Yen strengthens and reaches its highest level since February

Published on May 06, 2026 | Translated from Spanish

The Japanese yen has shown a significant rally, rising up to 1.8% against the US dollar and reaching 155.04 yen per dollar, its highest level since February 24. This move comes after a recent intervention by Japanese authorities to support their currency, which was under pressure. Subsequently, the yen moderated its advance to trade around 156.37 yen per dollar, keeping markets on alert.

A financial chart shows the yen rising to 155.04 against the dollar, with flags of Japan and the USA in the background.

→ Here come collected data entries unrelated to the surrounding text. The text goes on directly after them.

// Copyright 2025 Muvon Un Limited
//
// Licensed under the Apache License, Version 2.0 (the "License");
// you may not use this file except in compliance with the License.
// You may obtain a copy of the License at
//
//     http://www.apache.org/licenses/LICENSE-2.0
//
// Unless required by applicable law or agreed to in writing, software
// distributed under the License is distributed on an "AS IS" BASIS,
// WITHOUT WARRANTIES OR CONDITIONS OF ANY KIND, either express or implied.
// See the License for the specific language governing permissions and
// limitations under the License.

// Error taxonomy shared by the supervisor, the API client and the REPL

use std::time::Duration;
use thiserror::Error;

#[derive(Error, Debug)]
pub enum ChatError {
	/// The server never answered the health probe within the startup window
	#[error("OpenCode server at {url} did not become reachable within {timeout:?}")]
	StartupTimeout { url: String, timeout: Duration },

	/// The server binary could not be started or exited while starting
	#[error("Failed to start OpenCode server: {0}")]
	ServerSpawn(String),

	/// Network-level failure (connection refused, timeout, reset)
	#[error("Request to {endpoint} failed: {source}")]
	Transport {
		endpoint: String,
		#[source]
		source: reqwest::Error,
	},

	/// Server answered with a non-success status
	#[error("{endpoint} returned {status}: {body}")]
	Api {
		endpoint: String,
		status: u16,
		body: String,
	},

	/// Server answered with a body we cannot interpret
	#[error("Unexpected response from {endpoint}: {detail}")]
	MalformedResponse { endpoint: String, detail: String },

	#[error("Invalid configuration: {0}")]
	Config(String),
}

impl ChatError {
	pub fn transport(endpoint: impl Into<String>, source: reqwest::Error) -> Self {
		Self::Transport {
			endpoint: endpoint.into(),
			source,
		}
	}

	pub fn malformed(endpoint: impl Into<String>, detail: impl Into<String>) -> Self {
		Self::MalformedResponse {
			endpoint: endpoint.into(),
			detail: detail.into(),
		}
	}

	/// Diagnostics distinguish a wrong-shaped answer from a failed connection
	pub fn is_malformed(&self) -> bool {
		matches!(self, Self::MalformedResponse { .. })
	}

	/// Errors that end the process instead of being shown as a panel
	pub fn is_fatal(&self) -> bool {
		matches!(
			self,
			Self::StartupTimeout { .. } | Self::ServerSpawn(_) | Self::Config(_)
		)
	}

	/// Short label used as the error panel title
	pub fn headline(&self) -> &'static str {
		match self {
			Self::StartupTimeout { .. } => "Server unavailable",
			Self::ServerSpawn(_) => "Server failed to start",
			Self::Transport { .. } => "Lost connection to OpenCode server",
			Self::Api { .. } => "API error",
			Self::MalformedResponse { .. } => "Unexpected server response",
			Self::Config(_) => "Configuration error",
		}
	}
}

pub type Result<T> = std::result::Result<T, ChatError>;

/// Collapse whitespace and control characters and cap the length of a body
/// before it ends up in an error message
pub fn sanitize_body(body: &str) -> String {
	const MAX_LEN: usize = 240;
	let sanitized = body
		.chars()
		.map(|ch| if ch.is_control() { ' ' } else { ch })
		.collect::<String>()
		.split_whitespace()
		.collect::<Vec<_>>()
		.join(" ");
	if sanitized.chars().count() > MAX_LEN {
		let cut: String = sanitized.chars().take(MAX_LEN).collect();
		format!("{}...", cut)
	} else {
		sanitized
	}
}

The technology behind currency intervention 💻

Currency interventions are not a simple click. The Bank of Japan uses algorithmic trading systems and massive buy orders in real time to inject liquidity and curb speculation. These operations, executed through platforms like EBS and Reuters, require precise coordination with the Ministry of Finance. The goal is to create an artificial floor for the yen without alerting high-frequency algorithms that could anticipate the move. It is a technical chess game between central banks and hedge funds.

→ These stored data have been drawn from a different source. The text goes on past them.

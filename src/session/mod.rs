// Copyright 2025 Muvon Un Limited
//
// Licensed under the Apache License, Version 2.0 (the "License");
// you may not use this file except in compliance with the License.
// You may obtain a copy of the License at
//
//     http://www.apache.org/licenses/LICENSE-2.0
//
// Unless required by applicable law or agreed to in writing, software
// distributed under the License is distributed on an "AS IS" BASIS,
// WITHOUT WARRANTIES OR CONDITIONS OF ANY KIND, either express or implied.
// See the License for the specific language governing permissions and
// limitations under the License.

// Session module for the interactive chat

pub mod chat; // Chat loop, commands and rendering
mod chat_helper; // Chat command completion

pub use chat::{run_repl, ChatContext, EditorInput, ExitReason};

The yen, the dollar, and the patience of traders 😏

While Japanese officials sweat bullets adjusting their screens, traders are rubbing their hands together. Each intervention is like a Black Friday discount for speculators: buy low, wait for the artificial rise, and sell before the central bank tires. In the end, the yen rises, but the traders' smile lasts longer than the finance minister's. The moral: markets have no feelings, only open positions.